Friend:
1. a person attached to another by feelings of affection orpersonal regard.
2.a person who gives assistance; patron; supporter
Real friends are rare in this day and age, people only look at people as to what they can get out of that person.
I think I can sadly say that I only have very small handful of true friends, I have many people who like to have fun and be there when all is fun and games.
Sad to say that if I died tomorrow a very small amount of people would notice because people let time go by . If people dont need something than why call your friends. And when something really serious happens thats when people flee hte scene, why hang around, To much reality to deal with. People want fun and material, fake.
My parents keep stresssin to me, how I have nobody except them. And it hurts to hear them tell me that, but in reality the are right. My husband proved it,no ones gona stick around to see my life through.
Friends are a rare word these days. I would go to the ends of the earth for people, make stupid cookies just because, take a millions buses just to see you for no reason, send a hand written letter. So many reasons, that dont involve wanting something in return except your friendship.
That is rare these days, I feel stupid acting like that, but thats just the type of person I am. I could be doing a milllion things and still make a moment for you.
This isnt to any one person, its just a general fact.
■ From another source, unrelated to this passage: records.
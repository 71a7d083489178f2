//! Linear algebra over rings, including rigorous solvers for ball matrices.

pub mod matrix;
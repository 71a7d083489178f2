//! Non-negative upper bounds with a fixed-size mantissa and an unbounded exponent.
//!
//! A [Magnitude] is used as the radius of a [Ball](super::ball::Ball). All operations
//! round away from zero, so that the result is always an upper bound for the exact result.

use std::{
    cmp::Ordering,
    fmt::{self, Debug, Display, Formatter},
};

use rand::Rng;
use serde::{Deserialize, Serialize};

use super::{
    float::{BigFloat, Round},
    integer::Integer,
};

/// The number of mantissa bits of a [Magnitude].
pub const MAG_BITS: u32 = 30;

const MAG_ONE_HALF: u32 = 1 << (MAG_BITS - 1);
const MAG_ONE: u64 = 1 << MAG_BITS;

#[derive(Clone, PartialEq, Eq, Hash, Serialize, Deserialize)]
enum MagRepr {
    Zero,
    /// The value `man * 2^(exp - MAG_BITS)` with `2^(MAG_BITS - 1) <= man < 2^MAG_BITS`.
    Finite {
        man: u32,
        exp: Integer,
    },
    Inf,
}

/// A non-negative number with a [MAG_BITS]-bit mantissa, or positive infinity.
#[derive(Clone, PartialEq, Eq, Hash, Serialize, Deserialize)]
pub struct Magnitude(MagRepr);

impl Default for Magnitude {
    fn default() -> Self {
        Magnitude::zero()
    }
}

impl Magnitude {
    #[inline]
    pub const fn zero() -> Magnitude {
        Magnitude(MagRepr::Zero)
    }

    #[inline]
    pub const fn inf() -> Magnitude {
        Magnitude(MagRepr::Inf)
    }

    #[inline]
    pub fn one() -> Magnitude {
        Magnitude::from_2exp(&Integer::zero())
    }

    /// Create `2^e`.
    pub fn from_2exp(e: &Integer) -> Magnitude {
        Magnitude(MagRepr::Finite {
            man: MAG_ONE_HALF,
            exp: e + 1,
        })
    }

    /// Create an upper bound of `m * 2^shift`.
    fn from_u64_up(m: u64, shift: Integer) -> Magnitude {
        if m == 0 {
            return Magnitude::zero();
        }

        let bits = 64 - m.leading_zeros();
        let exp = shift + bits as i64;
        if bits <= MAG_BITS {
            return Magnitude(MagRepr::Finite {
                man: (m << (MAG_BITS - bits)) as u32,
                exp,
            });
        }

        let discard = bits - MAG_BITS;
        let mut man = m >> discard;
        if m & ((1 << discard) - 1) != 0 {
            man += 1;
        }

        if man == MAG_ONE {
            Magnitude(MagRepr::Finite {
                man: MAG_ONE_HALF,
                exp: exp + 1,
            })
        } else {
            Magnitude(MagRepr::Finite {
                man: man as u32,
                exp,
            })
        }
    }

    /// Create an upper bound of `|x|`. The bound of NaN is infinity.
    pub fn from_float(x: &BigFloat) -> Magnitude {
        Self::from_float_rounded(x, Round::Up)
    }

    /// Create a lower bound of `|x|`. The bound of NaN is zero.
    pub fn from_float_lower(x: &BigFloat) -> Magnitude {
        if x.is_nan() {
            return Magnitude::zero();
        }
        Self::from_float_rounded(x, Round::Down)
    }

    fn from_float_rounded(x: &BigFloat, round: Round) -> Magnitude {
        if x.is_nan() || x.is_inf() {
            return Magnitude::inf();
        }

        let (r, _) = x.round(MAG_BITS, round);
        match r.to_parts() {
            Some((_, m, shift)) => match m.to_u64() {
                Some(m) => Self::from_u64_up(m, shift),
                None => unreachable!(),
            },
            None => Magnitude::zero(),
        }
    }

    /// Create an upper bound of `|f|`.
    pub fn from_f64(f: f64) -> Magnitude {
        Self::from_float(&BigFloat::from_f64(f))
    }

    /// Convert to a float exactly.
    pub fn to_float(&self) -> BigFloat {
        match &self.0 {
            MagRepr::Zero => BigFloat::zero(),
            MagRepr::Inf => BigFloat::pos_inf(),
            MagRepr::Finite { man, exp } => {
                BigFloat::from_parts(false, (*man).into(), exp - MAG_BITS as i64)
            }
        }
    }

    /// Convert to an `f64` that is not smaller than the magnitude.
    pub fn to_f64(&self) -> f64 {
        match &self.0 {
            MagRepr::Zero => 0.,
            MagRepr::Inf => f64::INFINITY,
            MagRepr::Finite { exp, .. } => match exp.to_i64() {
                Some(e) if e > 1024 => f64::INFINITY,
                Some(_) => {
                    let f = self.to_float().to_f64();
                    if f == 0. {
                        f64::MIN_POSITIVE
                    } else {
                        f
                    }
                }
                None if exp.is_negative() => f64::MIN_POSITIVE,
                None => f64::INFINITY,
            },
        }
    }

    /// Return the mantissa and exponent `(man, exp)` such that the value is `man * 2^(exp - MAG_BITS)`,
    /// for finite non-zero magnitudes.
    pub fn to_parts(&self) -> Option<(u32, &Integer)> {
        match &self.0 {
            MagRepr::Finite { man, exp } => Some((*man, exp)),
            _ => None,
        }
    }

    /// The exponent `e` such that `2^(e-1) <= x < 2^e`, for finite non-zero magnitudes.
    pub fn exponent(&self) -> Option<&Integer> {
        match &self.0 {
            MagRepr::Finite { exp, .. } => Some(exp),
            _ => None,
        }
    }

    #[inline]
    pub fn is_zero(&self) -> bool {
        matches!(self.0, MagRepr::Zero)
    }

    #[inline]
    pub fn is_inf(&self) -> bool {
        matches!(self.0, MagRepr::Inf)
    }

    #[inline]
    pub fn is_finite(&self) -> bool {
        !self.is_inf()
    }

    /// Compute an upper bound of `self + other`.
    pub fn add(&self, other: &Magnitude) -> Magnitude {
        match (&self.0, &other.0) {
            (MagRepr::Inf, _) | (_, MagRepr::Inf) => Magnitude::inf(),
            (MagRepr::Zero, _) => other.clone(),
            (_, MagRepr::Zero) => self.clone(),
            (MagRepr::Finite { man: m1, exp: e1 }, MagRepr::Finite { man: m2, exp: e2 }) => {
                let ((hm, he), (lm, le)) = if e1 >= e2 {
                    ((*m1, e1), (*m2, e2))
                } else {
                    ((*m2, e2), (*m1, e1))
                };

                match (he - le).to_i64() {
                    Some(d) if d < 32 => Self::from_u64_up(
                        ((hm as u64) << d) + lm as u64,
                        le - MAG_BITS as i64,
                    ),
                    // the smaller term is below one unit in the last place
                    _ => Self::from_u64_up(hm as u64 + 1, he - MAG_BITS as i64),
                }
            }
        }
    }

    pub fn add_assign(&mut self, other: &Magnitude) {
        *self = self.add(other);
    }

    /// Compute an upper bound of `self * other`. Zero times infinity is zero.
    pub fn mul(&self, other: &Magnitude) -> Magnitude {
        match (&self.0, &other.0) {
            (MagRepr::Zero, _) | (_, MagRepr::Zero) => Magnitude::zero(),
            (MagRepr::Inf, _) | (_, MagRepr::Inf) => Magnitude::inf(),
            (MagRepr::Finite { man: m1, exp: e1 }, MagRepr::Finite { man: m2, exp: e2 }) => {
                Self::from_u64_up(
                    *m1 as u64 * *m2 as u64,
                    e1 + e2 - 2 * MAG_BITS as i64,
                )
            }
        }
    }

    /// Compute an upper bound of `self / other`. A non-zero magnitude divided by zero
    /// is infinity, and zero divided by zero is infinity as well.
    pub fn div(&self, other: &Magnitude) -> Magnitude {
        match (&self.0, &other.0) {
            (MagRepr::Inf, _) | (_, MagRepr::Zero) => Magnitude::inf(),
            (MagRepr::Zero, _) | (_, MagRepr::Inf) => Magnitude::zero(),
            (MagRepr::Finite { man: m1, exp: e1 }, MagRepr::Finite { man: m2, exp: e2 }) => {
                let num = (*m1 as u64) << 32;
                let den = *m2 as u64;
                let mut q = num / den;
                if num % den != 0 {
                    q += 1;
                }
                Self::from_u64_up(q, e1 - e2 - 32)
            }
        }
    }

    /// Compute an upper bound of `self * x` for an exact float `x`.
    pub fn mul_float(&self, x: &BigFloat) -> Magnitude {
        self.mul(&Magnitude::from_float(x))
    }

    /// Multiply by `2^e`. This operation is exact.
    pub fn mul_2exp(&self, e: &Integer) -> Magnitude {
        match &self.0 {
            MagRepr::Finite { man, exp } => Magnitude(MagRepr::Finite {
                man: *man,
                exp: exp + e,
            }),
            _ => self.clone(),
        }
    }

    /// Compute an upper bound of `self^e`.
    pub fn pow(&self, mut e: u64) -> Magnitude {
        let mut base = self.clone();
        let mut r = Magnitude::one();
        while e > 0 {
            if e & 1 == 1 {
                r = r.mul(&base);
            }
            e >>= 1;
            if e > 0 {
                base = base.mul(&base);
            }
        }
        r
    }

    pub fn max(&self, other: &Magnitude) -> Magnitude {
        if self >= other {
            self.clone()
        } else {
            other.clone()
        }
    }

    pub fn min(&self, other: &Magnitude) -> Magnitude {
        if self <= other {
            self.clone()
        } else {
            other.clone()
        }
    }

    /// Sample a random magnitude with an exponent of at most `exp_bits` bits.
    pub fn random<R: Rng + ?Sized>(rng: &mut R, exp_bits: u32) -> Magnitude {
        match rng.gen_range(0..16) {
            0 => Magnitude::zero(),
            1 => Magnitude::inf(),
            _ => {
                let max_exp = 1i64 << exp_bits.min(62);
                let man = match rng.gen_range(0..4) {
                    0 => MAG_ONE_HALF,
                    1 => (MAG_ONE - 1) as u32,
                    _ => rng.gen_range(MAG_ONE_HALF..MAG_ONE as u32),
                };
                Magnitude(MagRepr::Finite {
                    man,
                    exp: rng.gen_range(-max_exp..=max_exp).into(),
                })
            }
        }
    }
}

impl From<u32> for Magnitude {
    fn from(value: u32) -> Self {
        Magnitude::from_u64_up(value as u64, Integer::zero())
    }
}

impl Ord for Magnitude {
    fn cmp(&self, other: &Self) -> Ordering {
        match (&self.0, &other.0) {
            (MagRepr::Zero, MagRepr::Zero) | (MagRepr::Inf, MagRepr::Inf) => Ordering::Equal,
            (MagRepr::Zero, _) | (_, MagRepr::Inf) => Ordering::Less,
            (_, MagRepr::Zero) | (MagRepr::Inf, _) => Ordering::Greater,
            (MagRepr::Finite { man: m1, exp: e1 }, MagRepr::Finite { man: m2, exp: e2 }) => {
                e1.cmp(e2).then(m1.cmp(m2))
            }
        }
    }
}

impl PartialOrd for Magnitude {
    fn partial_cmp(&self, other: &Self) -> Option<Ordering> {
        Some(self.cmp(other))
    }
}

impl Debug for Magnitude {
    fn fmt(&self, f: &mut Formatter<'_>) -> fmt::Result {
        match &self.0 {
            MagRepr::Zero => f.write_str("0"),
            MagRepr::Inf => f.write_str("+inf"),
            MagRepr::Finite { man, exp } => write!(f, "{}*2^{}", man, exp - MAG_BITS as i64),
        }
    }
}

impl Display for Magnitude {
    fn fmt(&self, f: &mut Formatter<'_>) -> fmt::Result {
        match &self.0 {
            MagRepr::Zero => f.write_str("0"),
            MagRepr::Inf => f.write_str("+inf"),
            MagRepr::Finite { .. } => match self.to_float().to_multi_prec_float() {
                Some(x) => write!(f, "{:.3e}", x),
                None => Debug::fmt(self, f),
            },
        }
    }
}

#[cfg(test)]
mod test {
    use rand::SeedableRng;
    use rand_xoshiro::Xoshiro256StarStar;

    use super::{Magnitude, MAG_BITS};
    use crate::domains::{
        float::{BigFloat, Round},
        integer::Integer,
    };

    #[test]
    fn from_float_is_upper_bound() {
        let x = BigFloat::from((1i64 << 40) + 1);
        let m = Magnitude::from_float(&x);
        assert!(m.to_float() > x);
        assert!(Magnitude::from_float_lower(&x).to_float() < x);

        let y = BigFloat::from(-3);
        assert_eq!(Magnitude::from_float(&y).to_float(), BigFloat::from(3));
        assert!(Magnitude::from_float(&BigFloat::nan()).is_inf());
    }

    #[test]
    fn rounding_overflow() {
        // all mantissa bits set plus one ulp carries into the exponent
        let m = Magnitude::from(((1u64 << MAG_BITS) - 1) as u32);
        let r = m.add(&Magnitude::from(1));
        assert_eq!(r.to_float(), BigFloat::from(1i64 << MAG_BITS));
        assert_eq!(r.exponent(), Some(&Integer::new(MAG_BITS as i64 + 1)));
    }

    #[test]
    fn far_apart_addition() {
        let one = Magnitude::one();
        let tiny = Magnitude::from_2exp(&Integer::new(-100));
        let r = one.add(&tiny);
        assert!(r > one);
        assert!(r.to_float() > one.to_float().add_exact(&tiny.to_float()).mul_2exp_si(-1));
    }

    #[test]
    fn special_values() {
        let zero = Magnitude::zero();
        let inf = Magnitude::inf();
        let two = Magnitude::from(2);
        assert!(zero.mul(&inf).is_zero());
        assert!(two.div(&zero).is_inf());
        assert!(two.div(&inf).is_zero());
        assert!(two.add(&inf).is_inf());
        assert_eq!(two.pow(10).to_float(), BigFloat::from(1024));
        assert!(zero < two && two < inf);
    }

    #[test]
    fn operations_are_upper_bounds() {
        let mut rng = Xoshiro256StarStar::seed_from_u64(7);
        for _ in 0..1000 {
            let a = Magnitude::random(&mut rng, 6);
            let b = Magnitude::random(&mut rng, 6);
            if a.is_inf() || b.is_inf() {
                continue;
            }
            let (fa, fb) = (a.to_float(), b.to_float());

            assert!(a.add(&b).to_float() >= fa.add_exact(&fb));
            assert!(a.mul(&b).to_float() >= fa.mul_exact(&fb));

            if !b.is_zero() {
                let q = a.div(&b).to_float();
                assert!(q.mul_exact(&fb) >= fa);
                let (exact, _) = fa.div(&fb, 200, Round::Floor);
                assert!(q >= exact);
            }
        }
    }
}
The scariest moment of my life, April 2011 Kentucky when I was in the hospital when all this sickness started again. I was paralyszed on my entire right side, and my neighbors so called friends just dropped me off and never checked back. There was one night I reallly wanted to kill myself. I was alone in this hospital, unable to speak or move, my parents and husband unknowing to where I was. That was the lowest moment of my life, alone unable to speak and I could have died there and no one would have known. To make it worse the nurses were so terriably rude and hurtful even more so cuz they knew I was alone and uncapeable to answer for myself, as they held me down, screaming with alll my might tears gushing ans they put a tube down my nose. The worse moment of my life. I seriously wanted to kill myself. What nice friends they were just left me, after I took care of all of their children like they were my own, and more.
And then that moment when my husband saw me on lifesupport unable to communicate except for blinking my eyes, and he told my mother make her your problem now.
People suck sometimes.
People dont know how to be friends. Ya people are nice and all but theres a difference between a nice person and a friend.